Pure-Python async Kinesis producer. KPL-equivalent without a native daemon.

These details have been verified by PyPI

Project links

Repository

GitHub Statistics

Maintainers

ArKaDiA

These details have not been verified by PyPI

Project description

aiokpl

Python License

📚 Documentation

Pure-Python async Kinesis producer. KPL-equivalent without a native daemon.

v0.2 available — full pipeline, vendor-neutral metrics with first-party CloudWatch / OpenTelemetry / Datadog sinks, and a thread-safe SyncProducer for non-async callers. All exercised end-to-end against kinesis-mock. See the Roadmap.

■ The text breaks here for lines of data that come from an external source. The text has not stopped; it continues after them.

impl ViewerCounter for FixedViewers {
    fn viewer_count(&self, _stream_key: &str) -> u64 {
        self.0
    }
}

#[tokio::test]
async fn viewer_count_comes_from_counter() {
    let dir = TempDir::new().unwrap();
    let registry = registry_with(&dir, Arc::new(FakeLauncher::new()), local_storage(&dir))
        .with_viewer_counter(Arc::new(FixedViewers(17)));
    registry.start_stream("k1", "rtmp://a").await.unwrap();
    assert_eq!(registry.status("k1").await.viewer_count, 17);
    assert_eq!(registry.status("other").await.viewer_count, 0);
}

#[tokio::test]
async fn shutdown_stops_every_stream() {
    let dir = TempDir::new().unwrap();
    let launcher = Arc::new(FakeLauncher::new());
    let registry = registry_with(&dir, launcher.clone(), local_storage(&dir));
    registry.start_stream("a", "rtmp://a").await.unwrap();
    registry.start_stream("b", "rtmp://b").await.unwrap();
    assert_eq!(registry.live_keys().await, ["a", "b"]);

    registry.shutdown().await;
    assert!(registry.live_keys().await.is_empty());
    assert!(launcher.ingest_state(0).reaped.load(Ordering::SeqCst));
    assert!(launcher.ingest_state(1).reaped.load(Ordering::SeqCst));
}

#[tokio::test]
async fn recording_requires_a_live_stream() {
    let dir = TempDir::new().unwrap();
    let launcher = Arc::new(FakeLauncher::new());
    let storage = local_storage(&dir);
    let registry = registry_with(&dir, launcher.clone(), storage.clone());
    let recordings = RecordingManager::new(registry, launcher, storage);

    let err = recordings.start_recording("k2").await.unwrap_err();
    assert!(matches!(err, LiveError::NotFound(ref key) if key == "k2"));
    let err = recordings.stop_recording("k2").await.unwrap_err();
    assert!(matches!(err, LiveError::NotFound(_)));
    assert!(recordings.recordings("k2").await.is_empty());
}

A library that respects the shard as the unit of optimization, measures time before size, and treats failures as user-visible information — not noise to hide.

Status

v0.2 — feature-complete. Full async pipeline (Producer → Aggregator → Limiter → Collector → Sender → Retrier), opt-in vendor-neutral metrics with first-party sinks, and a thread-safe SyncProducer for non-async callers. Not on PyPI yet — install via the repo URL.

Phase	Scope	Status
0	Repo scaffolding, design docs	✅ Done
1	Aggregation codec (KPL wire format)	✅ Done
2	ShardMap + prediction	✅ Done
3	Reducer, Aggregator, Collector	✅ Done
4	Limiter + TokenBucket	✅ Done
5	Sender + Retrier	✅ Done
6	Producer + lifecycle (first usable release: v0.1)	✅ Done
7	CloudWatch metrics (opt-in, default off)	✅ Done
8	Sync bridge (`SyncProducer`)	✅ Done

Why this exists

AWS ships the official Kinesis Producer Library as a native C++ binary (amazon-kinesis-producer) wrapped in Java/.NET sidecars. The Python ecosystem has never had a real KPL — only:

aws-kinesis-agg — Python codec for the aggregation format. Useful, but not a producer. You still call boto3.put_records yourself.
kiner, kinesis-python, kinesis-producer (ludia) — abandoned community attempts. All thin batchers over boto3.

aiokpl is a clean-room reimplementation in idiomatic async Python — built on anyio so the same code runs on both asyncio and trio — that preserves what's worth preserving from the C++ KPL (shard-aware pipeline, deadline-driven batching, smart retry classification, byte-exact aggregation) and drops what was an accident of C++ (IPC, named pipes, child process, custom spinlocks, static binaries, packaging hell).

It is not a wrapper around the C++ binary. It is a reimplementation of its ideas in a language where you don't need a daemon.

Core principles

The shard is the unit of optimization, not the stream.
Predict before asking — the sharding algorithm is deterministic.
Batching is governed by deadlines, not sizes.
Each stage has one responsibility and one downstream callback.
Failures are data, not exceptions.
Bounded latency beats maximum throughput.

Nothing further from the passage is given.